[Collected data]
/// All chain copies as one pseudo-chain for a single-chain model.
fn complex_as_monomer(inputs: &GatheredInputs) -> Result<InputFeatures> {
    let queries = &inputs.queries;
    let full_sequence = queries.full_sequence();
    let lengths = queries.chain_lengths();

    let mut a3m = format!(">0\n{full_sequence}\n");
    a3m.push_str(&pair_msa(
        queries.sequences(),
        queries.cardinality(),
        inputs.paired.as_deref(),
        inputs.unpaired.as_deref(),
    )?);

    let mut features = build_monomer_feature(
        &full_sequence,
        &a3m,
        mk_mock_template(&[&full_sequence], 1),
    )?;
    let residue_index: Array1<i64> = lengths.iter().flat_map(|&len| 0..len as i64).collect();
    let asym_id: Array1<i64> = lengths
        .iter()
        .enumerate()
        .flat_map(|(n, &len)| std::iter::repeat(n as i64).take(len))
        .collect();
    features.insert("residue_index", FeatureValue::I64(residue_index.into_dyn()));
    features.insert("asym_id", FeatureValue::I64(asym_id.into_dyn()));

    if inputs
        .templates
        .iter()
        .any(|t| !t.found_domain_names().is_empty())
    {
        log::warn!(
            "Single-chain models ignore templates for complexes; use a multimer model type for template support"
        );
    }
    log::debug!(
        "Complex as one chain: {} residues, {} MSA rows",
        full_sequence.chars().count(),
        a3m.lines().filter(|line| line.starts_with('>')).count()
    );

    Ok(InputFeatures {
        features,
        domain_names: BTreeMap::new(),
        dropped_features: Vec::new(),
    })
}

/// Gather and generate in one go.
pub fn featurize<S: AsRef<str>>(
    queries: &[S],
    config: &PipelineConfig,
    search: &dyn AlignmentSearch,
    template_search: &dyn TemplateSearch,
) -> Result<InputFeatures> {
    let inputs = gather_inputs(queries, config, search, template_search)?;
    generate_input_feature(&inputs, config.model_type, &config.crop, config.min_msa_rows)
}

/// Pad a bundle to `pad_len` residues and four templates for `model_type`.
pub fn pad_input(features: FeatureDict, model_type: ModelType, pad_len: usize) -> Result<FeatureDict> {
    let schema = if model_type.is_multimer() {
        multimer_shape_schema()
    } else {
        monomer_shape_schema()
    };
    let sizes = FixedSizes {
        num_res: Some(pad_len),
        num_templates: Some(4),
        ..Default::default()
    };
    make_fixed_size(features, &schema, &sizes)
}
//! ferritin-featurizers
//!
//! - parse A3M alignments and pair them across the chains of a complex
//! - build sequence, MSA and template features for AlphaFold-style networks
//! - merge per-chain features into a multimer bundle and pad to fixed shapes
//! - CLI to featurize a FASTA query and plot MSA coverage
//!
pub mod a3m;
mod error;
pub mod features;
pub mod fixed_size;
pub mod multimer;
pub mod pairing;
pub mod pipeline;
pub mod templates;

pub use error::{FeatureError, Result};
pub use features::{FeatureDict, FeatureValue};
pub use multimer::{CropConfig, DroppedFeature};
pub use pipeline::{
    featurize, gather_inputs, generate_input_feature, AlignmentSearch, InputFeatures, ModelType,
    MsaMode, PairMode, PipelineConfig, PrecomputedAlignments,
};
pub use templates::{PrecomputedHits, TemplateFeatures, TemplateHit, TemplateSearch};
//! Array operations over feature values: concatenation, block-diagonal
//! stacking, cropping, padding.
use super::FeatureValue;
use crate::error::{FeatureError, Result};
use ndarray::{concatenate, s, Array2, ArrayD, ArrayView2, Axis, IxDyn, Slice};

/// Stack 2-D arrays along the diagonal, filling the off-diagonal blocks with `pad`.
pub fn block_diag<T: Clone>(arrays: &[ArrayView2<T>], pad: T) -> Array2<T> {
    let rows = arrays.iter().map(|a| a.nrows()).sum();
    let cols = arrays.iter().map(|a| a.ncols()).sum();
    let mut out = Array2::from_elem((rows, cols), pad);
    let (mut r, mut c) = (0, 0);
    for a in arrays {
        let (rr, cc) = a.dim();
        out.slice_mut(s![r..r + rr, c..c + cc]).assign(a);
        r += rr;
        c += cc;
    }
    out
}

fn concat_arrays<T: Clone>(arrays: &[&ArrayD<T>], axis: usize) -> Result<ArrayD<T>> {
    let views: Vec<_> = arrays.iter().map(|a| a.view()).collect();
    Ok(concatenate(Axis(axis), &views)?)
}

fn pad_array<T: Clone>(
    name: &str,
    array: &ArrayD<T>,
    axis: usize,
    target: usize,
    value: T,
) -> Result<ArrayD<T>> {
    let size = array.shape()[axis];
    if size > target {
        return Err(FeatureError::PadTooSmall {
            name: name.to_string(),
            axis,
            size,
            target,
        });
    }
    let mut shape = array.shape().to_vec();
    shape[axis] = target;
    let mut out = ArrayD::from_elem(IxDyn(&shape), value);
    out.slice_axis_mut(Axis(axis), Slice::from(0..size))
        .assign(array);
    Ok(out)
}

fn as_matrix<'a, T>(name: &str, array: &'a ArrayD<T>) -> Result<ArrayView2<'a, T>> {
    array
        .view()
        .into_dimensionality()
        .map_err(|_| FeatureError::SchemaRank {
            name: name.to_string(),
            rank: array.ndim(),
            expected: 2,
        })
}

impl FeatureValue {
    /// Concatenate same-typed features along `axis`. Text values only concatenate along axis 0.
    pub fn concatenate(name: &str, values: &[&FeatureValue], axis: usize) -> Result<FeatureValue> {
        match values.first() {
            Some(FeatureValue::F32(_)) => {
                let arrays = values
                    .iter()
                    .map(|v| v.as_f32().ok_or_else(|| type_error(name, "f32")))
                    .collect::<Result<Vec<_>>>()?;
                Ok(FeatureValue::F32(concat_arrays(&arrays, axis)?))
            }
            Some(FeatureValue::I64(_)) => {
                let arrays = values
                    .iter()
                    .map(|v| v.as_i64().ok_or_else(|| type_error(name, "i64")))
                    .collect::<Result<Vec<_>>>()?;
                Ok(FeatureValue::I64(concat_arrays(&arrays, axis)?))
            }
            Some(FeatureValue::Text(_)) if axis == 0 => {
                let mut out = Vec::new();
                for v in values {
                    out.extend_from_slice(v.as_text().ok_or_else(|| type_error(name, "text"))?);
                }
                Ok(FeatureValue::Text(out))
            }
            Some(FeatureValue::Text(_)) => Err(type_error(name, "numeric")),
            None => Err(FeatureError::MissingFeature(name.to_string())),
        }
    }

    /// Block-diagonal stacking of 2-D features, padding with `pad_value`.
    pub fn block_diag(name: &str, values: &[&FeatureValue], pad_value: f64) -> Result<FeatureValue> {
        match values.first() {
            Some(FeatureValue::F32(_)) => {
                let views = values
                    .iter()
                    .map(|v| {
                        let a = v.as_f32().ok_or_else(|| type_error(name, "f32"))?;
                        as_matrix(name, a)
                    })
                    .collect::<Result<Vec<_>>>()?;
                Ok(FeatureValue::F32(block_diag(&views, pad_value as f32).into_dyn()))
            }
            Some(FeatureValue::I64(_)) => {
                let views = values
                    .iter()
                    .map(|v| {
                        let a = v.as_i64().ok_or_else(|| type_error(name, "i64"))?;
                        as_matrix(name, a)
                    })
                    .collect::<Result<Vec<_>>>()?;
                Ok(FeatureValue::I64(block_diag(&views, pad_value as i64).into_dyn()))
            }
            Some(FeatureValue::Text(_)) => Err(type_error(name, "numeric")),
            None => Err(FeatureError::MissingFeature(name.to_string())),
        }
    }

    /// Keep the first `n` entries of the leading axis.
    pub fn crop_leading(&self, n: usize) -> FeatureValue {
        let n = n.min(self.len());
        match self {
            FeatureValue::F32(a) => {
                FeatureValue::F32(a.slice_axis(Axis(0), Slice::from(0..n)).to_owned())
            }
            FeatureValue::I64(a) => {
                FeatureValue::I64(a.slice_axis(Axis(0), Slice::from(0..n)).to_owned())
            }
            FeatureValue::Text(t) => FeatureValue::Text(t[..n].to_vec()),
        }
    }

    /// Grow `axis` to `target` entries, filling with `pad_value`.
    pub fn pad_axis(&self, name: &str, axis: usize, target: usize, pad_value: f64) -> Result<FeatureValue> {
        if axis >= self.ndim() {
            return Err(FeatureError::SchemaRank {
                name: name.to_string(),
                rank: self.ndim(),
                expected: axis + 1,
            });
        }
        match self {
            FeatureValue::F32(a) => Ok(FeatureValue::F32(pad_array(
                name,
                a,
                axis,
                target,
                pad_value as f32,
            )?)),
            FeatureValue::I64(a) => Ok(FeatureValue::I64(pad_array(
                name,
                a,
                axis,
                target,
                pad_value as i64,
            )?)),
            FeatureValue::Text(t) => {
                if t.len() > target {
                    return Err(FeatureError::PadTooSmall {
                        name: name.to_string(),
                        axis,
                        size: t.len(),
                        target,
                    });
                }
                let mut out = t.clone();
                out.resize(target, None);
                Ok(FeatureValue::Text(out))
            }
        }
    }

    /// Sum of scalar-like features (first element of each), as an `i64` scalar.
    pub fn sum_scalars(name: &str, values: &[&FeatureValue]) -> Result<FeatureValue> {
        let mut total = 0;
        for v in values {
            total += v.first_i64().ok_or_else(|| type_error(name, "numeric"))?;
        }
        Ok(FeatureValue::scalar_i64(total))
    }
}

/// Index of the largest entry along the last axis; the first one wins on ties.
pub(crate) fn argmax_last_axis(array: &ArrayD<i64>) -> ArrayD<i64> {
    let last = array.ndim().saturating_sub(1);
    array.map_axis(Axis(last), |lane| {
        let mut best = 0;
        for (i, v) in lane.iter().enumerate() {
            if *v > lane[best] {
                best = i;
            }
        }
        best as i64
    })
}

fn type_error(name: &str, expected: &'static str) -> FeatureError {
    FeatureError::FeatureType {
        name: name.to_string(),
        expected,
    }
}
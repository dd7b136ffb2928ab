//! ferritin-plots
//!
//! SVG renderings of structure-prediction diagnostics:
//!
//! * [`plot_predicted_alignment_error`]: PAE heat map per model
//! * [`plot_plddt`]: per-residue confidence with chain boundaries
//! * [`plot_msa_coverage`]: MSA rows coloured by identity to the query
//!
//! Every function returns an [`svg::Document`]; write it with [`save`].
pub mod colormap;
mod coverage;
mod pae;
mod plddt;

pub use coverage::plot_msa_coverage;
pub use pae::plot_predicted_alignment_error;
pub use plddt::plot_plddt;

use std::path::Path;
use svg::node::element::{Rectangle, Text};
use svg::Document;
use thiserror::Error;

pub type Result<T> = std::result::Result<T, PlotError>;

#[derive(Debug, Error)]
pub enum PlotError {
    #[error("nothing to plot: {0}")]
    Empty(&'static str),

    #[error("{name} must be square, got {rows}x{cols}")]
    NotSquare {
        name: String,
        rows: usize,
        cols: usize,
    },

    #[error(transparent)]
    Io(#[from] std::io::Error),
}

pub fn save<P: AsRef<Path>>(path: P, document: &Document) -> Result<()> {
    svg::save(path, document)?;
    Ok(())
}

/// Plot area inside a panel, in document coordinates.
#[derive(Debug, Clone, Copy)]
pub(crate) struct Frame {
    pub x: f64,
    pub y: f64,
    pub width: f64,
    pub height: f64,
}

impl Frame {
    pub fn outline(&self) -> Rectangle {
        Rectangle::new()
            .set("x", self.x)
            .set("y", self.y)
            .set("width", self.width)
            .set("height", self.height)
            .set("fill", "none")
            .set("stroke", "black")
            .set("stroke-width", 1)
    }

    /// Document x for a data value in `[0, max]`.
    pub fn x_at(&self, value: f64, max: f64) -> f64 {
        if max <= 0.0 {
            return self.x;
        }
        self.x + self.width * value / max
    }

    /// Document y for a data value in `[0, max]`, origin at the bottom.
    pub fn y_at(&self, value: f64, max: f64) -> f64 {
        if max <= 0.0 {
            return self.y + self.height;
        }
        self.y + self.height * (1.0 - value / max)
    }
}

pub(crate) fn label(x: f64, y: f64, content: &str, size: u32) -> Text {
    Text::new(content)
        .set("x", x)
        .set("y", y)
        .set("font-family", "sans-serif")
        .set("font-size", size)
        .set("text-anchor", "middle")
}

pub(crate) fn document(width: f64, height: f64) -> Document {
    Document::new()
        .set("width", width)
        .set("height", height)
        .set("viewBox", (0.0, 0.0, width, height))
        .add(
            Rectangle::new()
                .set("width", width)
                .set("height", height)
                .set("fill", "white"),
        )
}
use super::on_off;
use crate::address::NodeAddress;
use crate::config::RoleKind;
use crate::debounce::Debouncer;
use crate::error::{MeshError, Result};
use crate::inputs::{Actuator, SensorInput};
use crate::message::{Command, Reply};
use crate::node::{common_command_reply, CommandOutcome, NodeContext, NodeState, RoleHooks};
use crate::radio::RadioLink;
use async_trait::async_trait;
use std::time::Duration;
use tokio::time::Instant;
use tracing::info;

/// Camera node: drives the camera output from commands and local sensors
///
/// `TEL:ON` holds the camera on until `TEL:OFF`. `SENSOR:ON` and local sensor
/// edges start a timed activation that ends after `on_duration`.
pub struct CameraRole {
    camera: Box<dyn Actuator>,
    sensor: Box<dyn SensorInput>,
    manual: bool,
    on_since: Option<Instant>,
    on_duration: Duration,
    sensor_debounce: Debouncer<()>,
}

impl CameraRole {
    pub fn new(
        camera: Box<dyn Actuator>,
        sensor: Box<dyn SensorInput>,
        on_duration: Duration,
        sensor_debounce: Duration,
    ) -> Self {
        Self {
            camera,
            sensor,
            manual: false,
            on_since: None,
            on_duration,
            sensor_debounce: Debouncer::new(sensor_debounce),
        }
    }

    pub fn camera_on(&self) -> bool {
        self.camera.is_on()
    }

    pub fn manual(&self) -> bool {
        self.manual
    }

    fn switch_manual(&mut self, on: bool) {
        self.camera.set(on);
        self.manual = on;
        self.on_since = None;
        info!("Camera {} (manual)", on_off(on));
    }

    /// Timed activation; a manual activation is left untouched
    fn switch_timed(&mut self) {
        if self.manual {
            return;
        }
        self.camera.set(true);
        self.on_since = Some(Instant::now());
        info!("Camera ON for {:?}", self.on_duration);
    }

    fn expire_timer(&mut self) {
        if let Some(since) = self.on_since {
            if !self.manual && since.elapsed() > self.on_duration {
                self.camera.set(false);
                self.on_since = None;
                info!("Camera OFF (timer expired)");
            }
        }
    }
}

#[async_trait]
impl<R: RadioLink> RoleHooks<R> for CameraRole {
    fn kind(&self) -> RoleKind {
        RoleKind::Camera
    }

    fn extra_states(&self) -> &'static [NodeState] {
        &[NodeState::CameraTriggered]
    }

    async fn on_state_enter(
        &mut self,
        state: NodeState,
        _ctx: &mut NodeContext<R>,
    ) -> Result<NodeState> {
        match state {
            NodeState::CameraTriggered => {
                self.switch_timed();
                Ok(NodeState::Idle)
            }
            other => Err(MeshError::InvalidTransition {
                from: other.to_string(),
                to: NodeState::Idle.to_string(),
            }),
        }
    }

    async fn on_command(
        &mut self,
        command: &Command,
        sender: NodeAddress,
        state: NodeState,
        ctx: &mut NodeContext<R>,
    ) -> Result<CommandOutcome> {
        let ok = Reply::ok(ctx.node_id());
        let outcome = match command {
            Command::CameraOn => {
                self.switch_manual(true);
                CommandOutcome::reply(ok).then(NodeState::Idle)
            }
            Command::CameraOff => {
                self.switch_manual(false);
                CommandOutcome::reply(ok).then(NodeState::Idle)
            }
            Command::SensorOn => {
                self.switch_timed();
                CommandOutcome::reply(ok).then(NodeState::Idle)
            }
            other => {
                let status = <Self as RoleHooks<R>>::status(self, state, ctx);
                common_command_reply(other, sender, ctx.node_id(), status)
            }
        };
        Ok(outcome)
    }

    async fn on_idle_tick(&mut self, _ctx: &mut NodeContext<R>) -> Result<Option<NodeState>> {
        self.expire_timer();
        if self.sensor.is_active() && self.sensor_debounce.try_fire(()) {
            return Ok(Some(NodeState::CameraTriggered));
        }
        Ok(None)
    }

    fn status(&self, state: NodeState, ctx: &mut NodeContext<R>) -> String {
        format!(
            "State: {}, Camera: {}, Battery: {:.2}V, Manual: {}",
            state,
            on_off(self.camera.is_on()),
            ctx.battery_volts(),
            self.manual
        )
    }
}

**PROBLEM DESCRIPTION**
Only lines containing "AsRef" belong in the answer; copy every such line from the records.

**OUTPUT OF THE TASK**
pub fn featurize<S: AsRef<str>>(
pub fn save<P: AsRef<Path>>(path: P, document: &Document) -> Result<()> {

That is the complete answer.